Problemi ele alma konusunda yaşanan bu zorluk, daha önce 4. Bölüm’de tartıştığımız direnç [resistance] terimiyle ifade edilir. Hasta, kendi sorununu kolayca ve rahatlıkla düşünebilseydi, zaten tedaviye gelmeden önce bu süreci başlatmış olurdu. Pragmatik psikoterapist, hastanın yürütülen çalışmaya, odak noktasına ve amaca dair geri bildirimlerini dinler, bunları yansıtır ve önerilen odağı ve amacı yapıcı bir şekilde yeniden değerlendirir. İlerlemenin önündeki güçlük sadece kaçınılmaz bir direnç mi, yoksa belirlenen hedefin çok yüksek ya da yetersiz tanımlanmış olmasının bir yansıması mı? Odak çok mu geniş, yoksa fazla mı dar? Yapılan formülasyon isabetli mi? Yeniden ele alınabilir mi? Örneğin, sorun intrapsişik düzeyde mi tanımlandı, oysa yaşam döngüsüne odaklanan bir yaklaşım daha mı etkili olurdu?
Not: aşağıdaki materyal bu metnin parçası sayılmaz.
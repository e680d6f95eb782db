//! Engine input construction.
//!
//! Every eligible file becomes an [`InputFile`] plus the [`SourceText`] its
//! findings are hashed against. Content comes from, in order: the request's
//! snapshot, the host's open document, the local file, or a temporary copy of
//! a non-local file.

use std::collections::BTreeMap;
use std::io;
use std::path::PathBuf;

use globset::GlobSet;
use rustc_hash::FxHashMap;
use serde::Serialize;
use sonde_primitives::{FileKey, RelPath, Rope, ScopeId};
use sonde_tracking::SourceText;
use tempfile::TempDir;

use crate::error::AnalysisError;
use crate::exclusions::compile_globset;
use crate::host::HostFiles;
use crate::request::FileRequest;

/// Where the engine reads a file's content from.
#[derive(Debug, Clone, PartialEq, Eq, Serialize)]
#[serde(tag = "kind", rename_all = "snake_case")]
pub enum ContentSource {
	File { path: PathBuf },
	Inline { text: String },
}

/// One file descriptor of an engine request.
#[derive(Debug, Clone, PartialEq, Eq, Serialize)]
#[serde(rename_all = "camelCase")]
pub struct InputFile {
	pub path: RelPath,
	pub source: ContentSource,
	pub is_test: bool,
	#[serde(skip_serializing_if = "Option::is_none")]
	pub language: Option<String>,
}

/// Extension to language-key table.
#[derive(Debug, Clone)]
pub struct LanguageTable {
	by_extension: BTreeMap<String, String>,
}

const BUILTIN_LANGUAGES: &[(&str, &str)] = &[
	("c", "c"),
	("cc", "cpp"),
	("cpp", "cpp"),
	("cs", "cs"),
	("css", "css"),
	("go", "go"),
	("h", "c"),
	("hpp", "cpp"),
	("html", "web"),
	("java", "java"),
	("js", "js"),
	("jsx", "js"),
	("kt", "kotlin"),
	("php", "php"),
	("py", "py"),
	("rb", "ruby"),
	("scala", "scala"),
	("ts", "ts"),
	("tsx", "ts"),
	("xml", "xml"),
	("yaml", "yaml"),
	("yml", "yaml"),
];

impl LanguageTable {
	/// Built-in table with `overrides` applied on top.
	pub fn new(overrides: &BTreeMap<String, String>) -> Self {
		let mut by_extension: BTreeMap<String, String> =
			BUILTIN_LANGUAGES.iter().map(|(ext, lang)| (ext.to_string(), lang.to_string())).collect();
		for (ext, lang) in overrides {
			by_extension.insert(ext.trim_start_matches('.').to_ascii_lowercase(), lang.clone());
		}
		Self { by_extension }
	}

	pub fn language_of(&self, path: &RelPath) -> Option<&str> {
		let ext = path.extension()?.to_ascii_lowercase();
		self.by_extension.get(&ext).map(String::as_str)
	}
}

impl Default for LanguageTable {
	fn default() -> Self {
		Self::new(&BTreeMap::new())
	}
}

/// Classifies files as test code.
#[derive(Debug, Clone)]
pub struct TestClassifier {
	patterns: GlobSet,
}

impl TestClassifier {
	pub fn new(patterns: &[String]) -> Self {
		Self {
			patterns: compile_globset(patterns),
		}
	}

	pub fn is_test(&self, path: &RelPath) -> bool {
		self.patterns.is_match(path.as_str())
	}
}

/// Engine inputs of one run.
///
/// Holds the temporary directory of materialized copies, which is removed
/// when this value is dropped.
#[derive(Debug, Default)]
pub struct PreparedInputs {
	pub files: Vec<InputFile>,
	pub sources: FxHashMap<RelPath, SourceText>,
	/// Files that could not be prepared.
	pub dropped: Vec<AnalysisError>,
	temp: Option<TempDir>,
}

impl PreparedInputs {
	/// Removes files the engine refused, returning how many were removed.
	pub fn retain(&mut self, keep: impl Fn(&RelPath) -> bool) -> usize {
		let before = self.files.len();
		self.files.retain(|file| keep(&file.path));
		self.sources.retain(|path, _| keep(path));
		before - self.files.len()
	}

	pub fn is_empty(&self) -> bool {
		self.files.is_empty()
	}

	pub fn paths(&self) -> Vec<RelPath> {
		self.files.iter().map(|file| file.path.clone()).collect()
	}
}

/// Builds engine inputs. Blocking; run it on the blocking pool.
pub fn prepare(
	host: &dyn HostFiles,
	scope: &ScopeId,
	files: Vec<FileRequest>,
	languages: &LanguageTable,
	tests: &TestClassifier,
) -> PreparedInputs {
	let mut prepared = PreparedInputs::default();
	for request in files {
		let key = FileKey::new(scope.clone(), request.path.clone());
		match resolve(host, &key, request.snapshot, &mut prepared.temp) {
			Ok((source, text)) => {
				prepared.files.push(InputFile {
					language: languages.language_of(&request.path).map(str::to_string),
					is_test: tests.is_test(&request.path),
					path: request.path.clone(),
					source,
				});
				prepared.sources.insert(request.path, text);
			}
			Err(err) => {
				tracing::warn!(file = %key, error = %err, "Dropping file from analysis");
				prepared.dropped.push(AnalysisError::configuration(&request.path, err));
			}
		}
	}
	prepared
}

fn resolve(host: &dyn HostFiles, key: &FileKey, snapshot: Option<Rope>, temp: &mut Option<TempDir>) -> io::Result<(ContentSource, SourceText)> {
	if !key.path.is_contained() {
		return Err(io::Error::new(io::ErrorKind::InvalidInput, "path leaves the scope root"));
	}
	if let Some(rope) = snapshot.or_else(|| host.open_document(key)) {
		let text = rope.to_string();
		return Ok((ContentSource::Inline { text }, SourceText::new(rope)));
	}
	if let Some(path) = host.local_path(key) {
		let text = std::fs::read_to_string(&path)?;
		return Ok((ContentSource::File { path }, SourceText::from(text.as_str())));
	}

	let text = host.read(key)?;
	let dir = match temp.take() {
		Some(dir) => dir,
		None => tempfile::Builder::new().prefix("sonde-inputs-").tempdir()?,
	};
	let path = dir.path().join(key.path.as_str());
	*temp = Some(dir);
	if let Some(parent) = path.parent() {
		std::fs::create_dir_all(parent)?;
	}
	std::fs::write(&path, &text)?;
	Ok((ContentSource::File { path }, SourceText::from(text.as_str())))
}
Terapi sözleşmesi [therapeutic contract] değişmez bir yapı değildir; tekrar değerlendirme [reevaluation] ve onaylama [affirmation] ya da değişiklik [modification] gerektirir.
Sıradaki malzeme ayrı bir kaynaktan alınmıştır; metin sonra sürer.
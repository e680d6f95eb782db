use chrono::{DateTime, Utc};
use serde::{Deserialize, Serialize};
use sonde_tracking::TrackedIssue;

/// Which issues are shown with respect to resolution.
#[derive(Debug, Clone, Copy, Default, PartialEq, Eq, Serialize, Deserialize)]
#[serde(rename_all = "snake_case")]
pub enum IssueFilter {
	All,
	#[default]
	NonResolved,
}

impl IssueFilter {
	/// Whether resolved issues stay visible.
	pub const fn shows_resolved(self) -> bool {
		matches!(self, Self::All)
	}
}

/// Which issues are shown with respect to age.
#[derive(Debug, Clone, Copy, Default, PartialEq, Eq, Serialize, Deserialize)]
#[serde(rename_all = "snake_case")]
pub enum IssuePeriod {
	#[default]
	AllTime,
	NewCode,
}

/// Display predicate built once per run from the preferences.
#[derive(Debug, Clone, Copy, Default, PartialEq, Eq)]
pub struct MarkerFilter {
	hide_resolved: bool,
	new_code_since: Option<DateTime<Utc>>,
}

impl MarkerFilter {
	/// Builds the predicate.
	///
	/// `NewCode` without a baseline admits everything.
	pub fn new(filter: IssueFilter, period: IssuePeriod, baseline: Option<DateTime<Utc>>) -> Self {
		Self {
			hide_resolved: !filter.shows_resolved(),
			new_code_since: match period {
				IssuePeriod::AllTime => None,
				IssuePeriod::NewCode => baseline,
			},
		}
	}

	/// Admits every issue.
	pub const fn everything() -> Self {
		Self {
			hide_resolved: false,
			new_code_since: None,
		}
	}

	pub fn admits(&self, issue: &TrackedIssue) -> bool {
		if self.hide_resolved && issue.resolved {
			return false;
		}
		match self.new_code_since {
			Some(baseline) => issue.created_at() >= baseline,
			None => true,
		}
	}
}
Terapist de belirlenen odaktan sapabilir. Dikkat eksikliği, kişisel meselelerin araya girmesi, hasta ile yaşanan sahnelemeler ya da pratik sorunlar, terapistin odağını kaybetmesine neden olabilir. Odağın bir miktar kayması esnekliğe ve kimi zaman yaratıcılığa yol açabilir; ancak fazla sapma, dikkatsizlik, dağınıklık ya da sınır ihlalleriyle sonuçlanabilir.
ŞEFFAFLIK
Yaklaşımımız, terapötik ittifakın kurulması ve psikoterapinin odak ve amaçlarının tanımlanması sürecine dair doğrudanlık ve şeffaflığı içerir. Bu meseleler, terapist tarafından doğrudan ama sadece dürüst olunabilecek ölçüde bir ayrıntıyla hasta ile konuşulmalıdır. Ne kadar değişim gerçekleşeceğini öngöremeyiz, çünkü bunu bilmemiz imkânsızdır. Hastalar da bu belirsizliklerin farkındadır ve terapistin odak ve amaca dair gerçekçi fikirlerini güven verici bir açıklıkla paylaşmasını genellikle takdir ederler. Değişimin ne kadar zor olduğuna dair gerçekçi bir kabulle iyimserlik arasında denge kurmak zordur, özellikle psikoterapötik ilişkinin yüksek duygusal yük taşıyan alanında. Ancak hastaların ihtiyaç duyduğu tam olarak budur.
ÖZET
Hastanın terapiye dair dile getirdiği amaçlar, terapist ile hasta arasında tedavinin odağına ilişkin bir tartışmayı başlatır. Terapist, psikodinamik formülasyona dair farkındalığı, hastanın açık ve örtük amaçlarını, hastanın tedaviden etkili biçimde yararlanma kapasitesini ve değişim arzusunun derecesini kullanarak bir tedavi odağı önerir. Bu odak, terapötik ilişki içerisinde tartışma ve uzlaşının konusu hâline gelir. Ortaya çıkan tedavi planı, problemi intrapsişik, ilişkisel, yaşam döngüsüyle ilişkili ya da nörobiyolojik sınırlılıklara uyum bağlamında tanımlayabilir.